(PROVIDED DATA begins)

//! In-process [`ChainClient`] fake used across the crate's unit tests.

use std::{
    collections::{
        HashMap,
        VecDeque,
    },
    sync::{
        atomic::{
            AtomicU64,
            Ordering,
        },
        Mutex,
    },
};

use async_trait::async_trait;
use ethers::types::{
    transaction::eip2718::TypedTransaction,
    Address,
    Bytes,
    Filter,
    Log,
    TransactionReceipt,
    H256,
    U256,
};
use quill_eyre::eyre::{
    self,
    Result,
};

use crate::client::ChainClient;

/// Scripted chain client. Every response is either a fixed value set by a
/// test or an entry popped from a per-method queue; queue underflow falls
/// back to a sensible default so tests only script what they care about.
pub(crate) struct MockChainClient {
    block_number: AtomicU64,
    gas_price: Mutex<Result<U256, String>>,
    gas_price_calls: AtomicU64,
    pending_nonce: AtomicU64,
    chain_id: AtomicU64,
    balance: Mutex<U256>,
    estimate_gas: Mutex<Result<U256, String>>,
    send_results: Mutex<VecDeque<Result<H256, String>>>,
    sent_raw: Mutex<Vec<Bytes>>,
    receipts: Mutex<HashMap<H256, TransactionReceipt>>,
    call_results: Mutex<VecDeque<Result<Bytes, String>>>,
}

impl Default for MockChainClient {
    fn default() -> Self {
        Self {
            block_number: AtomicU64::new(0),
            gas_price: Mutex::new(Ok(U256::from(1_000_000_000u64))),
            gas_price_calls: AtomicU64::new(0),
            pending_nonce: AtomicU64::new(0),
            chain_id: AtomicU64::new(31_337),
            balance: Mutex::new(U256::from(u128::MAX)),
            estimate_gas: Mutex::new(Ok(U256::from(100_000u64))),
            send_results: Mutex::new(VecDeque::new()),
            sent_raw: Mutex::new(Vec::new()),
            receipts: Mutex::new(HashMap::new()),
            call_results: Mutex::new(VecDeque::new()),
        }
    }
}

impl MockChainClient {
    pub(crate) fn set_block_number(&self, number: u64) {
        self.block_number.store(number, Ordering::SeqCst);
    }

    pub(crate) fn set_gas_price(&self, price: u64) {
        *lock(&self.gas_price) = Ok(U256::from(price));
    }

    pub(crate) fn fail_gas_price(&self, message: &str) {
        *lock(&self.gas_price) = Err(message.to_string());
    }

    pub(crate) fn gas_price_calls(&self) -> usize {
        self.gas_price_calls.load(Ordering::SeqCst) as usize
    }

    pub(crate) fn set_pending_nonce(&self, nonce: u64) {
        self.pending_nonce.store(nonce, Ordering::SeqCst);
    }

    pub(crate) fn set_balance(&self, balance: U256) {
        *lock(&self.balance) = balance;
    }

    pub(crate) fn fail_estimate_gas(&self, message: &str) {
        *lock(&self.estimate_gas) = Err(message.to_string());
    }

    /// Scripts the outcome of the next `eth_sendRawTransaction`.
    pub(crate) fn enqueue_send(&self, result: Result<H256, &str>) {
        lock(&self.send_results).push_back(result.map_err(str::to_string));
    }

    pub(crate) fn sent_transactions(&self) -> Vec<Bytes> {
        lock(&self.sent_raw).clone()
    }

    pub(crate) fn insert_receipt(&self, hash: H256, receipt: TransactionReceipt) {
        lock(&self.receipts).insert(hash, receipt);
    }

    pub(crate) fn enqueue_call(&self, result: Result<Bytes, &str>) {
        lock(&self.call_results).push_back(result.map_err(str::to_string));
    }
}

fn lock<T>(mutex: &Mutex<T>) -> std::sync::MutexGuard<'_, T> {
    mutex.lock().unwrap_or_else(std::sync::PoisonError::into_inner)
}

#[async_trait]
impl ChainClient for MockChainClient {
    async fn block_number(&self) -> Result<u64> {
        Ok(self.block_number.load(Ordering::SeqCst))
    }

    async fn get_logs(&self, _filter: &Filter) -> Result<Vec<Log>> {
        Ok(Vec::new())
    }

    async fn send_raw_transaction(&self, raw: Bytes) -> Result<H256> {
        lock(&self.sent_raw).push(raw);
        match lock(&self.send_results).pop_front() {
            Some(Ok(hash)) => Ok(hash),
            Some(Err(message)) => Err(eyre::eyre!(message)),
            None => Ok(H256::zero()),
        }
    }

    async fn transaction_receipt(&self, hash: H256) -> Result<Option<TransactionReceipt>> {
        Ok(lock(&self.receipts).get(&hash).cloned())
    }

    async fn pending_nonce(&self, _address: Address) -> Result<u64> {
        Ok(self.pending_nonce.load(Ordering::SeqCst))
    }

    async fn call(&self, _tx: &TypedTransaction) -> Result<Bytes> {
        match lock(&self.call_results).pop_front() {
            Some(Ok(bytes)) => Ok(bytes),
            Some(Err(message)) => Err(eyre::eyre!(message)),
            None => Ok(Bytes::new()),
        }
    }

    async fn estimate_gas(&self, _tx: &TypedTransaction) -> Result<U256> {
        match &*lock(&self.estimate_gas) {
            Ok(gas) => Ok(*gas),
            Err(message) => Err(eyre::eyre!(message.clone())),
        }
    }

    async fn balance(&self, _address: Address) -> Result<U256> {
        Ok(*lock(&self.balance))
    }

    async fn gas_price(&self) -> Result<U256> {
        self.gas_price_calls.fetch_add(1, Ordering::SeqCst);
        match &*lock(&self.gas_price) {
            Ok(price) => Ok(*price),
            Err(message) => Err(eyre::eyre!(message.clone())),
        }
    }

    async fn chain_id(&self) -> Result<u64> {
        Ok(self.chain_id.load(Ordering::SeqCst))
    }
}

(PROVIDED DATA ends)

* [TASK TO COMPLETE]:
Repeat the line that contains "async fn estimate_gas(&self, _tx: &TypedTransaction)", then every line after it until the records end, with nothing added.

* [YOUR RESPONSE]:
    async fn estimate_gas(&self, _tx: &TypedTransaction) -> Result<U256> {
        match &*lock(&self.estimate_gas) {
            Ok(gas) => Ok(*gas),
            Err(message) => Err(eyre::eyre!(message.clone())),
        }
    }

    async fn balance(&self, _address: Address) -> Result<U256> {
        Ok(*lock(&self.balance))
    }

    async fn gas_price(&self) -> Result<U256> {
        self.gas_price_calls.fetch_add(1, Ordering::SeqCst);
        match &*lock(&self.gas_price) {
            Ok(price) => Ok(*price),
            Err(message) => Err(eyre::eyre!(message.clone())),
        }
    }

    async fn chain_id(&self) -> Result<u64> {
        Ok(self.chain_id.load(Ordering::SeqCst))
    }
}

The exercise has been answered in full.